Creakic Hardcore Proprietary Blend
Also known as: Creatine Monohydrate, Creatine Phosphate, Creatine Ethyl Ester, Beta-Methyl-Hydroxybutyrate (HMB), Creatine
Overview
Creatine is a naturally occurring compound primarily found in muscle tissue, synthesized from amino acids in the liver, kidneys, and pancreas. It is also sourced from dietary items such as red meat, fish, and eggs. Creatine supplementation, widely adopted in the athletic community, is particularly effective in enhancing performance in high-intensity and short-duration sports activities like sprinting and weight lifting. By increasing phosphocreatine levels in muscle, it plays a key role in the ATP regeneration process, providing quick bursts of energy necessary for intense physical exertion. Numerous randomized controlled trials and systematic reviews over the last 25 years have consistently shown the benefits of creatine in improving muscle strength and hypertrophy, especially when combined with resistance training, making it one of the most researched and effective sports supplements available.
Benefits
Creatine supplementation yields several significant benefits, with strong evidence supporting its ability to increase muscle strength and endurance during resistance training. Meta-analyses indicate that those using creatine showcase greater strength gains relative to placebo groups. Creatine has also been shown to promote muscle hypertrophy, reflected in increased muscle thickness. Secondary benefits include potential cognitive improvements under stress and a reduction in muscle soreness and damage after intense workouts. Younger individuals tend to show more pronounced effects, notably after consistent use over a period of 4-6 weeks. Overall, creatine is especially beneficial for athletes involved in explosive sports and strength training.
How it works
Creatine acts primarily by enhancing the muscle's ability to regenerate ATP (adenosine triphosphate), the primary energy carrier within muscle cells. It does this by elevating phosphocreatine levels, which facilitates rapid ATP replenishment during high-intensity exercises.
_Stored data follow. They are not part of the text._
//! Operation-level parameters (what the caller asks for) and the
//! store-level query specs they are mapped into.

use std::collections::BTreeSet;

use chrono::NaiveDateTime;

use crate::models::enums::{EnrollmentStatus, OrgUnitSelectionMode};
use crate::models::{OrganisationUnit, Program, TrackedEntityType};

#[derive(Debug, Clone, Copy, PartialEq, Eq)]
pub enum SortDirection {
    Asc,
    Desc,
}

/// Caller-facing ordering by API field name.
#[derive(Debug, Clone, PartialEq, Eq)]
pub struct Order {
    pub field: String,
    pub direction: SortDirection,
}

impl Order {
    pub fn asc(field: &str) -> Self {
        Self {
            field: field.to_string(),
            direction: SortDirection::Asc,
        }
    }

    pub fn desc(field: &str) -> Self {
        Self {
            field: field.to_string(),
            direction: SortDirection::Desc,
        }
    }
}

/// Enrollment fields the store can order by.
#[derive(Debug, Clone, Copy, PartialEq, Eq)]
pub enum EnrollmentOrderField {
    Created,
    LastUpdated,
    EnrolledAt,
    OccurredAt,
    CompletedAt,
}

impl EnrollmentOrderField {
    pub const ALL: [EnrollmentOrderField; 5] = [
        Self::Created,
        Self::LastUpdated,
        Self::EnrolledAt,
        Self::OccurredAt,
        Self::CompletedAt,
    ];

    pub fn api_name(&self) -> &'static str {
        match self {
            Self::Created => "created",
            Self::LastUpdated => "lastUpdated",
            Self::EnrolledAt => "enrolledAt",
            Self::OccurredAt => "occurredAt",
            Self::CompletedAt => "completedAt",
        }
    }

    pub fn from_api_name(name: &str) -> Option<Self> {
        Self::ALL.into_iter().find(|f| f.api_name() == name)
    }
}

#[derive(Debug, Clone, Copy, Default, PartialEq, Eq)]
pub struct EventParams {
    pub include_relationships: bool,
}

impl EventParams {
    pub const FALSE: EventParams = EventParams {
        include_relationships: false,
    };
    pub const TRUE: EventParams = EventParams {
        include_relationships: true,
    };
}

/// Which nested collections an exported enrollment carries.
#[derive(Debug, Clone, Copy, Default, PartialEq, Eq)]
pub struct EnrollmentParams {
    pub include_events: bool,
    pub include_relationships: bool,
    pub include_attributes: bool,
    pub event_params: EventParams,
}

impl EnrollmentParams {
    pub const FALSE: EnrollmentParams = EnrollmentParams {
        include_events: false,
        include_relationships: false,
        include_attributes: false,
        event_params: EventParams::FALSE,
    };
    pub const TRUE: EnrollmentParams = EnrollmentParams {
        include_events: true,
        include_relationships: true,
        include_attributes: true,
        event_params: EventParams::TRUE,
    };

    pub fn with_include_events(mut self, include: bool) -> Self {
        self.include_events = include;
        self
    }

    pub fn with_include_relationships(mut self, include: bool) -> Self {
        self.include_relationships = include;
        self
    }

    pub fn with_include_attributes(mut self, include: bool) -> Self {
        self.include_attributes = include;
        self
    }
}

/// Enrollment export request as received from the caller (UIDs, not objects).
#[derive(Debug, Clone, Default, PartialEq)]
pub struct EnrollmentOperationParams {
    pub program: Option<String>,
    pub tracked_entity_type: Option<String>,
    pub tracked_entity: Option<String>,
    pub org_units: BTreeSet<String>,
    pub org_unit_mode: Option<OrgUnitSelectionMode>,
    pub enrollment_status: Option<EnrollmentStatus>,
    pub follow_up: Option<bool>,
    pub last_updated: Option<NaiveDateTime>,
    pub enrolled_after: Option<NaiveDateTime>,
    pub enrolled_before: Option<NaiveDateTime>,
    pub enrollments: BTreeSet<String>,
    pub include_deleted: bool,
    pub order: Vec<Order>,
    pub enrollment_params: EnrollmentParams,
}

impl EnrollmentOperationParams {
    pub fn for_enrollments<I, S>(uids: I) -> Self
    where
        I: IntoIterator<Item = S>,
        S: Into<String>,
    {
        Self {
            enrollments: uids.into_iter().map(Into::into).collect(),
            ..Self::default()
        }
    }
}

/// Resolved, validated query handed to the enrollment store.
#[derive(Debug, Clone, PartialEq)]
pub struct EnrollmentQueryParams {
    pub enrollments: BTreeSet<String>,
    pub program: Option<Program>,
    pub tracked_entity_type: Option<TrackedEntityType>,
    pub tracked_entity: Option<String>,
    /// Explicit units for SELECTED/CHILDREN/DESCENDANTS, scope roots for
    /// ACCESSIBLE/CAPTURE, empty for ALL.
    pub org_units: Vec<OrganisationUnit>,
    pub org_unit_mode: OrgUnitSelectionMode,
    pub enrollment_status: Option<EnrollmentStatus>,
    pub follow_up: Option<bool>,
    pub last_updated: Option<NaiveDateTime>,
    pub enrolled_after: Option<NaiveDateTime>,
    pub enrolled_before: Option<NaiveDateTime>,
    pub include_deleted: bool,
    pub order: Vec<(EnrollmentOrderField, SortDirection)>,
}

impl Default for EnrollmentQueryParams {
    fn default() -> Self {
        Self {
            enrollments: BTreeSet::new(),
            program: None,
            tracked_entity_type: None,
            tracked_entity: None,
            org_units: Vec::new(),
            org_unit_mode: OrgUnitSelectionMode::All,
            enrollment_status: None,
            follow_up: None,
            last_updated: None,
            enrolled_after: None,
            enrolled_before: None,
            include_deleted: false,
            order: Vec::new(),
        }
    }
}

/// Event lookup scoped to a set of enrollments.
#[derive(Debug, Clone, Default, PartialEq, Eq)]
pub struct EventQueryParams {
    pub enrollments: BTreeSet<String>,
    pub include_deleted: bool,
    pub event_params: EventParams,
}

/// Relationship export request: exactly one of the three targets.
#[derive(Debug, Clone, Default, PartialEq, Eq)]
pub struct RelationshipOperationParams {
    pub tracked_entity: Option<String>,
    pub enrollment: Option<String>,
    pub event: Option<String>,
    pub include_deleted: bool,
}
This increased energy availability enables athletes to perform more repetitions or lift heavier weights during training sessions, thereby enhancing overall performance in resistance training and explosive activities.
Side effects
Creatine is generally regarded as safe for healthy individuals when following recommended dosages. The prevalence of common side effects (>5%) has not been reliably documented. Less frequent side effects, occurring in about 1-5% of users, may include gastrointestinal discomfort, muscle cramps, or weight gain due to water retention. Rarely, significant adverse effects occurred in clinical trials (less than 1%). No major drug interactions have been reported, though individuals with pre-existing kidney conditions should seek medical advice before using creatine. Adhering to proper hydration practices is essential to maintain safety and efficacy during creatine supplementation.
Dosage
The standard dosage for creatine supplementation is a minimum of 3-5 grams per day. A common approach includes an initial loading phase of 20 grams per day for the first 5 days to quickly saturate muscle creatine stores, followed by a maintenance dose of 3-5 grams daily. Creatine can be taken at any time; however, post-workout consumption is often recommended to enhance recovery benefits. While higher doses (over 5 grams daily) have not been extensively studied for safety, they are typically considered unnecessary. Adequate hydration is critical for optimizing the absorption and effectiveness of creatine.
FAQs
Is creatine safe for healthy individuals?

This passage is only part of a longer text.